**WORK TO BE COMPLETED**
Some lines in the listing hold the word "Debug". Return each of them.

━━ MATERIAL FOR THE TASK

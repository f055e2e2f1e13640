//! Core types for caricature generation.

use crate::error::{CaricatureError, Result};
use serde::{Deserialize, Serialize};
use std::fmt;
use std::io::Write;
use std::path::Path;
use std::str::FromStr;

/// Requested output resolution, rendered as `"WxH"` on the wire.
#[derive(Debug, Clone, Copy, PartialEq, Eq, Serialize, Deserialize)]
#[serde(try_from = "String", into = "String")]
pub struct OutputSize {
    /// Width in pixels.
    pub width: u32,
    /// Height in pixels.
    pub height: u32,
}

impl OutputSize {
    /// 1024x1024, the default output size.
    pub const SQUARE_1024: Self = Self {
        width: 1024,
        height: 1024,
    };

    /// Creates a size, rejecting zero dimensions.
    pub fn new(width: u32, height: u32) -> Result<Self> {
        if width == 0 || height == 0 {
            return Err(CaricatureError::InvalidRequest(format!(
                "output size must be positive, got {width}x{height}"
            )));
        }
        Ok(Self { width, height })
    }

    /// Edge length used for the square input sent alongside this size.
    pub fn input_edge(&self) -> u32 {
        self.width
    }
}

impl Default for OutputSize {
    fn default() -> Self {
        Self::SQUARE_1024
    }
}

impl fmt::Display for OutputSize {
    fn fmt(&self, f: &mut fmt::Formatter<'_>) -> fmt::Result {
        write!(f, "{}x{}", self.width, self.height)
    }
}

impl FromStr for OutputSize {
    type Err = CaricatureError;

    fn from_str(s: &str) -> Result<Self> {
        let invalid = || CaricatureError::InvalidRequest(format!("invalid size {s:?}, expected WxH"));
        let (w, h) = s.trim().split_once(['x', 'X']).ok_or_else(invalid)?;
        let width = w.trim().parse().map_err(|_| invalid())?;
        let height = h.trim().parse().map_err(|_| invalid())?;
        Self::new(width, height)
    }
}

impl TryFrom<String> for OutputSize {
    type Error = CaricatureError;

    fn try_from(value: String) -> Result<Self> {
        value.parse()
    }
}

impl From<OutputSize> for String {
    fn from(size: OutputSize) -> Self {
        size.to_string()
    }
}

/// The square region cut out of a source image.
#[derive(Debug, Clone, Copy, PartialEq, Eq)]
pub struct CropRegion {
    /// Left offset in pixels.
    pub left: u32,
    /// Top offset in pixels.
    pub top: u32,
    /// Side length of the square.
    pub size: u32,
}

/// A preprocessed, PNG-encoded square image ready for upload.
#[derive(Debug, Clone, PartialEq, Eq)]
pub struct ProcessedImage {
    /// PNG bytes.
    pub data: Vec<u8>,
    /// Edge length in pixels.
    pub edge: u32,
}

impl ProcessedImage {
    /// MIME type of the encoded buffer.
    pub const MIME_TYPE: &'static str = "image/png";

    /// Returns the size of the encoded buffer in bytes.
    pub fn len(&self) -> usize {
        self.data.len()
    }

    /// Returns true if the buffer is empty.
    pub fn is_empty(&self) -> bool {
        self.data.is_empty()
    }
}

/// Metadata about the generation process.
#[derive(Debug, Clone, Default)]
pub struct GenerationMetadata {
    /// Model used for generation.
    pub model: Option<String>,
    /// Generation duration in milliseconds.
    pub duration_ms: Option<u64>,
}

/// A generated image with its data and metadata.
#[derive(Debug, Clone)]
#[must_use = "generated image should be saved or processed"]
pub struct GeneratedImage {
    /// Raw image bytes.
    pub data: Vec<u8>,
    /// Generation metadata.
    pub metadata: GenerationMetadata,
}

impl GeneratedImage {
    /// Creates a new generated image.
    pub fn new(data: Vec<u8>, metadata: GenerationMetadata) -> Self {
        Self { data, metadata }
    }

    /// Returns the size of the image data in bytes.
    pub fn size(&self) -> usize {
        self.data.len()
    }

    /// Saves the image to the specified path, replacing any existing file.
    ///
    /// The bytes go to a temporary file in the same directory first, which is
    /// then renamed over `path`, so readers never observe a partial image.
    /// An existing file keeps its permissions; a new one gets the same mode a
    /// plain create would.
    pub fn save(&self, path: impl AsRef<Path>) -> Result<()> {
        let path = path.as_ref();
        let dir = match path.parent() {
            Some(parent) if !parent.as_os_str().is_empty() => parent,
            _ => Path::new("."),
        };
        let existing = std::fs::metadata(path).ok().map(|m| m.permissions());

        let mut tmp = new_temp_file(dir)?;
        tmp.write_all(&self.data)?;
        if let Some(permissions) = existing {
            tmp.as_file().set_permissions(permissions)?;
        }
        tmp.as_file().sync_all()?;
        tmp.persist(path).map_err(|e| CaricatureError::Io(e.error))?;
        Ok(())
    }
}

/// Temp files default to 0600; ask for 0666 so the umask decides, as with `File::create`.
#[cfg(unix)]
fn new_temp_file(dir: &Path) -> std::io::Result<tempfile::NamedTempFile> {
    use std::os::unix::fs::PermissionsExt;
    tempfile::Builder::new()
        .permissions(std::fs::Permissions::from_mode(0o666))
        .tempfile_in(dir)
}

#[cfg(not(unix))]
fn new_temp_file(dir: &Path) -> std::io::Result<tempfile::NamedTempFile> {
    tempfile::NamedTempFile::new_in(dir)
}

━━━━

**EXERCISE SOLUTION**
#[derive(Debug, Clone, Copy, PartialEq, Eq, Serialize, Deserialize)]
#[derive(Debug, Clone, Copy, PartialEq, Eq)]
#[derive(Debug, Clone, PartialEq, Eq)]
#[derive(Debug, Clone, Default)]
#[derive(Debug, Clone)]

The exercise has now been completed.